When people taking PEP have acquired HIV, this appears to be linked to:

  • not starting PEP quickly enough
  • missing doses of PEP or not finishing the 28-day course
  • an HIV strain that is resistant to the drugs used in PEP
  • having unprotected sex or sharing needles, with further exposure to HIV, while taking PEP.

Timing of PEP

To have the best chance of it being effective, you need to start taking PEP as soon as possible after the possible exposure to HIV.

It is best to start PEP within 24 hours, but certainly within 72 hours.

Where to get PEP

Go to a sexual health clinic. If they operate an appointments system and are fully booked, explain that it’s an emergency and that you need to be seen. If your local sexual health clinic is not open (for example, at the weekend), go to an accident and emergency (A&E) department at a hospital. The staff will contact an HIV specialist able to prescribe PEP. GPs (family doctors) in the UK cannot prescribe PEP.

Guidelines for prescribing PEP

In the UK, HIV and sexual health doctors have produced guidelines about when PEP may be an option to prevent sexual transmission of HIV. These take into account the type of sex you had and also what is known about the 'source partner' (the person who has HIV or might have HIV). PEP may also be an option if you have used injecting equipment previously used by someone who has, or may have, HIV.

These guidelines take into account the viral load of the person with HIV if this is known. If someone with HIV is taking HIV treatment and it suppresses their viral load to a very low level (called an undetectable viral load), there is no risk of passing HIV on during sex. PEP is not recommended in this situation.

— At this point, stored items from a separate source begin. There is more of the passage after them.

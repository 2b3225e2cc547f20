//! Control decision function.
//!
//! `reconcile` maps (current state, new sample) to (next state, events) with
//! no side effects. Pump and valve are two-state Moore machines:
//!
//! - Pump: Off -> On when `pressure < min_pressure`; On -> Off when
//!   `pressure > max_pressure`. Readings inside the band hold the state.
//! - Valve: Open -> Closed when `flow > max_flow`; Closed -> Open as soon
//!   as `flow <= max_flow`. There is no band between close and reopen.
//!
//! The low-water alert is level-triggered and repeats on every sample below
//! `min_water_level`.

use crate::events::StationEvent;
use crate::model::{SensorSample, StationState};

/// Outcome of reconciling one sample.
#[derive(Debug, Clone, PartialEq)]
pub struct Reconciliation {
    pub next: StationState,
    /// In emission order: received, pump, valve, alert.
    pub events: Vec<StationEvent>,
}

pub fn reconcile(state: &StationState, sample: SensorSample) -> Reconciliation {
    let mut next = *state;
    next.pressure = sample.pressure;
    next.flow = sample.flow;
    next.water_level = sample.water_level;

    let mut events = Vec::with_capacity(4);
    events.push(StationEvent::SampleReceived {
        pressure: sample.pressure,
        flow: sample.flow,
        water_level: sample.water_level,
    });

    if next.auto_control_enabled() {
        auto_control(&mut next, &mut events);
    }
    Reconciliation { next, events }
}

fn auto_control(s: &mut StationState, events: &mut Vec<StationEvent>) {
    let t = s.thresholds;

    if s.pressure < t.min_pressure {
        if !s.pump_active {
            s.pump_active = true;
            events.push(StationEvent::PumpActivated {
                pressure: s.pressure,
            });
        }
    } else if s.pressure > t.max_pressure && s.pump_active {
        s.pump_active = false;
        events.push(StationEvent::PumpDeactivated {
            pressure: s.pressure,
        });
    }

    if s.flow > t.max_flow {
        if s.valve_open {
            s.valve_open = false;
            events.push(StationEvent::ValveClosed { flow: s.flow });
        }
    } else if !s.valve_open {
        // NaN flow lands here too: the close comparison is false.
        s.valve_open = true;
        events.push(StationEvent::ValveOpened { flow: s.flow });
    }

    if s.water_level < t.min_water_level {
        events.push(StationEvent::LowWaterAlert {
            water_level: s.water_level,
        });
    }
}
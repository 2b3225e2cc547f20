use thiserror::Error;

/// Failures at the station's input boundaries. The engine itself never fails.
#[derive(Debug, Error, Clone, PartialEq)]
pub enum StationError {
    #[error("malformed sensor sample: {0}")]
    MalformedSample(String),
    #[error(transparent)]
    Parse(#[from] ParseError),
    #[error("unknown route: {method} {path}")]
    UnknownRoute { method: String, path: String },
}

/// Operator text that is not a valid number or keyword.
#[derive(Debug, Error, Clone, PartialEq, Eq)]
pub enum ParseError {
    #[error("invalid {field}: {input:?} is not a number")]
    InvalidNumber { field: &'static str, input: String },
    #[error("invalid {field}: {input:?} is not a whole number")]
    InvalidInteger { field: &'static str, input: String },
    #[error("invalid input {input:?}: expected {expected}")]
    InvalidKeyword {
        expected: &'static str,
        input: String,
    },
}

#[derive(Debug, Error, Clone)]
pub enum BuildError {
    #[error("invalid config: {0}")]
    InvalidConfig(&'static str),
}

Mercy Shibemba shares facts on PEP.

When you go to get PEP, you will be asked about the sort of sex you have had (or other activity), to work out how high your risk of HIV infection is. You will need to have an HIV test to check you don’t already have HIV. You will also need to agree to be tested again when you have finished the course of PEP. You might also need to have tests for sexually transmitted infections and hepatitis, depending on your situation.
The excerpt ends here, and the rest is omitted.